Inspirée par France Culture…

Sans formation particulière, elle se rend à la maison d’arrêt pour dispenser ses cours. Elle y croise des détenus en attente de leur procès et placés en détention provisoire, ainsi que des prisonniers condamnés à une peine inférieure à deux ans. « Les détenus sont volontaires, explique Geneviève. Ils sont recrutés par l’ULE (Unité Locale d’Enseignement) et ne savent pas ce qu’ils vont faire. Mais en s’inscrivant, ils s’engagent pour quatre séances. » Service de l’éducation nationale, l’ULE propose des formations professionnelles et dispense des cours de préparation aux examens. Il permet aussi à des associations d’intervenir pour des cours de lecture, d’informatique ou de langue.

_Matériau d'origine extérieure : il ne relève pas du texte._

//! The graphics state and its stack.

use crate::canvas::{FillRule, StrokeProps};
use crate::color::{AlphaColor, ColorComponents, ColorSpace};
use crate::error::RenderError;
use crate::font::Font;
use crate::pattern::Pattern;
use kurbo::{Affine, BezPath};
use log::warn;
use std::sync::Arc;

/// How glyphs are painted, as set with `Tr`.
#[derive(Debug, Clone, Copy, Default, PartialEq, Eq)]
pub enum TextRenderingMode {
    /// Fill.
    #[default]
    Fill,
    /// Stroke.
    Stroke,
    /// Fill, then stroke.
    FillStroke,
    /// Neither fill nor stroke.
    Invisible,
    /// Fill and add to the clip path.
    FillAndClip,
    /// Stroke and add to the clip path.
    StrokeAndClip,
    /// Fill, then stroke, and add to the clip path.
    FillStrokeAndClip,
    /// Only add to the clip path.
    Clip,
}

impl TextRenderingMode {
    pub(crate) fn from_number(n: i64) -> Self {
        match n {
            0 => Self::Fill,
            1 => Self::Stroke,
            2 => Self::FillStroke,
            3 => Self::Invisible,
            4 => Self::FillAndClip,
            5 => Self::StrokeAndClip,
            6 => Self::FillStrokeAndClip,
            7 => Self::Clip,
            _ => {
                warn!("unknown text rendering mode {n}");

                Self::Fill
            }
        }
    }

    pub(crate) fn fills(self) -> bool {
        matches!(
            self,
            Self::Fill | Self::FillStroke | Self::FillAndClip | Self::FillStrokeAndClip
        )
    }

    pub(crate) fn strokes(self) -> bool {
        matches!(
            self,
            Self::Stroke | Self::FillStroke | Self::StrokeAndClip | Self::FillStrokeAndClip
        )
    }

    pub(crate) fn clips(self) -> bool {
        matches!(
            self,
            Self::FillAndClip | Self::StrokeAndClip | Self::FillStrokeAndClip | Self::Clip
        )
    }
}

/// The text parameters of the graphics state, and the text matrices.
#[derive(Clone, Debug)]
pub struct TextState {
    /// `Tc`.
    pub char_space: f32,
    /// `Tw`.
    pub word_space: f32,
    /// `Tz`, in percent.
    pub horizontal_scaling: f32,
    /// `TL`.
    pub leading: f32,
    /// The font selected with `Tf`.
    pub font: Option<Arc<dyn Font>>,
    /// The font size selected with `Tf`.
    pub font_size: f32,
    /// `Ts`.
    pub rise: f32,
    /// `Tr`.
    pub render_mode: TextRenderingMode,
    /// The text matrix.
    pub text_matrix: Affine,
    /// The text line matrix.
    pub text_line_matrix: Affine,
    /// Glyph outlines collected by the clipping render modes, in device
    /// space. They are turned into a clip at the end of the text object.
    pub clip: BezPath,
}

impl Default for TextState {
    fn default() -> Self {
        Self {
            char_space: 0.0,
            word_space: 0.0,
            horizontal_scaling: 100.0,
            leading: 0.0,
            font: None,
            font_size: 1.0,
            rise: 0.0,
            render_mode: TextRenderingMode::default(),
            text_matrix: Affine::IDENTITY,
            text_line_matrix: Affine::IDENTITY,
            clip: BezPath::new(),
        }
    }
}

impl PartialEq for TextState {
    fn eq(&self, other: &Self) -> bool {
        let same_font = match (&self.font, &other.font) {
            (Some(a), Some(b)) => Arc::ptr_eq(a, b),
            (None, None) => true,
            _ => false,
        };

        same_font
            && self.char_space == other.char_space
            && self.word_space == other.word_space
            && self.horizontal_scaling == other.horizontal_scaling
            && self.leading == other.leading
            && self.font_size == other.font_size
            && self.rise == other.rise
            && self.render_mode == other.render_mode
            && self.text_matrix == other.text_matrix
            && self.text_line_matrix == other.text_line_matrix
            && self.clip == other.clip
    }
}

impl TextState {
    /// The horizontal scaling as a factor.
    pub(crate) fn scale(&self) -> f32 {
        self.horizontal_scaling / 100.0
    }

    /// Maps glyph space, scaled to one unit per em, to text space.
    pub(crate) fn glyph_transform(&self) -> Affine {
        Affine::new([
            (self.font_size * self.scale()) as f64,
            0.0,
            0.0,
            self.font_size as f64,
            0.0,
            self.rise as f64,
        ])
    }

    /// Move the text position by the advance of a glyph.
    ///
    /// Word spacing only applies to the single-byte code 32.
    pub(crate) fn advance(&mut self, width: f32, code: u32, code_len: usize) {
        let word_space = if code == 32 && code_len == 1 {
            self.word_space
        } else {
            0.0
        };

        let tx = (width / 1000.0 * self.font_size + self.char_space + word_space) * self.scale();

        self.text_matrix *= Affine::translate((tx as f64, 0.0));
    }

    /// Move the text position by a `TJ` adjustment, given in thousandths of
    /// a text space unit.
    pub(crate) fn adjust(&mut self, adjustment: f32) {
        let tx = -adjustment / 1000.0 * self.font_size * self.scale();

        self.text_matrix *= Affine::translate((tx as f64, 0.0));
    }

    /// Start a new line, offset from the start of the current one.
    pub(crate) fn next_line(&mut self, tx: f64, ty: f64) {
        self.text_line_matrix *= Affine::translate((tx, ty));
        self.text_matrix = self.text_line_matrix;
    }
}

/// The fill or stroke paint of the graphics state.
#[derive(Clone, Debug)]
pub struct PaintState {
    /// The color space.
    pub color_space: ColorSpace,
    /// The color components, in the color space. For uncolored patterns,
    /// these are in the base color space of the pattern space.
    pub components: ColorComponents,
    /// The pattern, if the color space is a pattern space.
    pub pattern: Option<Pattern>,
    /// The constant alpha, `ca` or `CA`.
    pub alpha: f32,
}

impl Default for PaintState {
    fn default() -> Self {
        let color_space = ColorSpace::device_gray();

        Self {
            components: color_space.initial_color(),
            color_space,
            pattern: None,
            alpha: 1.0,
        }
    }
}

impl PartialEq for PaintState {
    fn eq(&self, other: &Self) -> bool {
        self.color_space.same_as(&other.color_space)
            && self.components == other.components
            && self.pattern == other.pattern
            && self.alpha == other.alpha
    }
}

impl PaintState {
    /// Switch to a new color space, resetting the color to its initial
    /// value.
    pub(crate) fn set_color_space(&mut self, color_space: ColorSpace) {
        self.components = color_space.initial_color();
        self.color_space = color_space;
        self.pattern = None;
    }

    /// The color, for paints that are not patterns.
    pub fn color(&self) -> AlphaColor {
        self.color_space.to_rgba(&self.components, self.alpha)
    }

    /// The color an uncolored pattern is painted with.
    pub(crate) fn pattern_color(&self) -> Option<AlphaColor> {
        let base = self.color_space.pattern_base()?;

        Some(base.to_rgba(&self.components, self.alpha))
    }
}

/// The clip paths that were applied so far, in device space.
///
/// The canvas does the actual clipping. The region is tracked so that it
/// is restored together with the rest of the state.
#[derive(Clone, Debug, Default, PartialEq)]
pub struct ClipRegion {
    paths: Vec<(BezPath, FillRule)>,
}

impl ClipRegion {
    /// The clip paths, in the order they were applied.
    pub fn paths(&self) -> &[(BezPath, FillRule)] {
        &self.paths
    }

    /// Whether nothing was clipped.
    pub fn is_unclipped(&self) -> bool {
        self.paths.is_empty()
    }

    pub(crate) fn push(&mut self, path: BezPath, rule: FillRule) {
        self.paths.push((path, rule));
    }
}

/// The graphics state.
#[derive(Clone, Debug, PartialEq)]
pub struct GraphicsState {
    /// The current transformation matrix, mapping user space to device
    /// space.
    pub ctm: Affine,
    /// The line parameters.
    pub stroke_props: StrokeProps,
    /// The stroke paint.
    pub stroke: PaintState,
    /// The fill paint.
    pub fill: PaintState,
    /// The text parameters.
    pub text: TextState,
    /// The clip region.
    pub clip: ClipRegion,
    /// `ri`. Recorded, but colors are always converted the same way.
    pub rendering_intent: Option<String>,
    /// `i`. Recorded, but curves are passed on as they are.
    pub flatness: f32,
}

impl GraphicsState {
    /// The initial state of a page or form with the given transform.
    pub fn new(ctm: Affine) -> Self {
        Self {
            ctm,
            stroke_props: StrokeProps::default(),
            stroke: PaintState::default(),
            fill: PaintState::default(),
            text: TextState::default(),
            clip: ClipRegion::default(),
            rendering_intent: None,
            flatness: 1.0,
        }
    }
}

impl Default for GraphicsState {
    fn default() -> Self {
        Self::new(Affine::IDENTITY)
    }
}

/// A stack of graphics states. It always holds at least the initial state.
#[derive(Clone, Debug)]
pub struct StateStack {
    states: Vec<GraphicsState>,
}

impl StateStack {
    /// Create a stack holding just `initial`.
    pub fn new(initial: GraphicsState) -> Self {
        Self {
            states: vec![initial],
        }
    }

    /// The current state.
    pub fn current(&self) -> &GraphicsState {
        // The stack is never empty.
        &self.states[self.states.len() - 1]
    }

    /// The current state, mutably.
    pub fn current_mut(&mut self) -> &mut GraphicsState {
        let last = self.states.len() - 1;

        &mut self.states[last]
    }

    /// Push a copy of the current state.
    pub fn push(&mut self) {
        self.states.push(self.current().clone());
    }

    /// Discard the current state, going back to the one before the
    /// matching [`StateStack::push`].
    pub fn pop(&mut self) -> Result<GraphicsState, RenderError> {
        if self.states.len() <= 1 {
            return Err(RenderError::StateUnderflow);
        }

        self.states.pop().ok_or(RenderError::StateUnderflow)
    }

    /// The number of pushed states.
    pub fn depth(&self) -> usize {
        self.states.len() - 1
    }
}

#[cfg(test)]
mod tests {
    use super::*;

    #[test]
    fn pop_restores() {
        let mut stack = StateStack::new(GraphicsState::default());
        let before = stack.current().clone();

        stack.push();
        stack.current_mut().ctm = Affine::scale(2.0);
        stack.current_mut().fill.set_color_space(ColorSpace::device_cmyk());
        stack.current_mut().text.font_size = 12.0;
        assert_ne!(*stack.current(), before);

        stack.pop().unwrap();
        assert_eq!(*stack.current(), before);
        assert_eq!(stack.depth(), 0);
    }

    #[test]
    fn underflow() {
        let mut stack = StateStack::new(GraphicsState::default());

        assert_eq!(stack.pop().unwrap_err(), RenderError::StateUnderflow);
        assert_eq!(stack.depth(), 0);
    }

    #[test]
    fn text_advance() {
        let mut text = TextState {
            font_size: 10.0,
            char_space: 1.0,
            word_space: 5.0,
            horizontal_scaling: 50.0,
            ..TextState::default()
        };

        text.advance(500.0, 65, 1);
        assert_eq!(text.text_matrix.translation().x, 3.0);

        text.advance(500.0, 32, 1);
        assert_eq!(text.text_matrix.translation().x, 8.5);

        // No word spacing for two-byte codes.
        text.advance(500.0, 32, 2);
        assert_eq!(text.text_matrix.translation().x, 11.5);

        text.adjust(-200.0);
        assert_eq!(text.text_matrix.translation().x, 12.5);
    }

    #[test]
    fn render_modes() {
        let mode = TextRenderingMode::from_number(6);

        assert!(mode.fills() && mode.strokes() && mode.clips());
        assert!(!TextRenderingMode::from_number(3).fills());
        assert_eq!(TextRenderingMode::from_number(9), TextRenderingMode::Fill);
    }
}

… Pour recueillir les “paroles des anges perdus”…

Les ateliers de Geneviève Hubert ont lieu le vendredi après-midi, de 13h45 à 16h30. « Comme les horaires du collège ! ». Conseillère Principale d’Éducation (CPE) pendant dix-neuf ans, elle n’a pas perdu l’habitude de gérer des groupes. Ses séances débutent en douceur : jeux et réflexions autour des mots, « recettes de cuisine ». « Les participants énoncent en trois mots leur recette du bonheur, de la sagesse… » Puis Geneviève lit des extraits de textes, des poèmes, ou des haïku pour les inspirer. « J’essaie de trouver des thèmes qui leur parlent. […] Par exemple, ils ont beaucoup aimé l’histoire d’Ulysse (dans “L’Odyssée”, d’Homère, ndlr). » Un récit d’aventure, de retour chez soi, de racines. Les participants se mettent ensuite à rédiger et, quand leur travail est abouti, sont librement invités à le lire à haute voix devant les autres. Mais si l’expression de soi n’est pas toujours facile, elle l’est encore moins en détention. « Ce n’est pas un monde de bisounours. Ça reste la prison, il ne faut pas donner à voir ses fragilités. » Mais s’ouvrir aux autres est aussi un tremplin pour connaître celui qui, le reste du temps, vit dans une aile opposée à la sienne. Alors souvent, l’exercice de Geneviève fonctionne.


Tout au long de la séance, Hocine, musicien accompagné de sa guitare, traduit leurs paroles. En changeant les mots en notes, il donne une dimension universelle aux textes. Pour Geneviève, « La musique est une écriture qui traverse les frontières car elle est déchiffrable dans tous les pays ».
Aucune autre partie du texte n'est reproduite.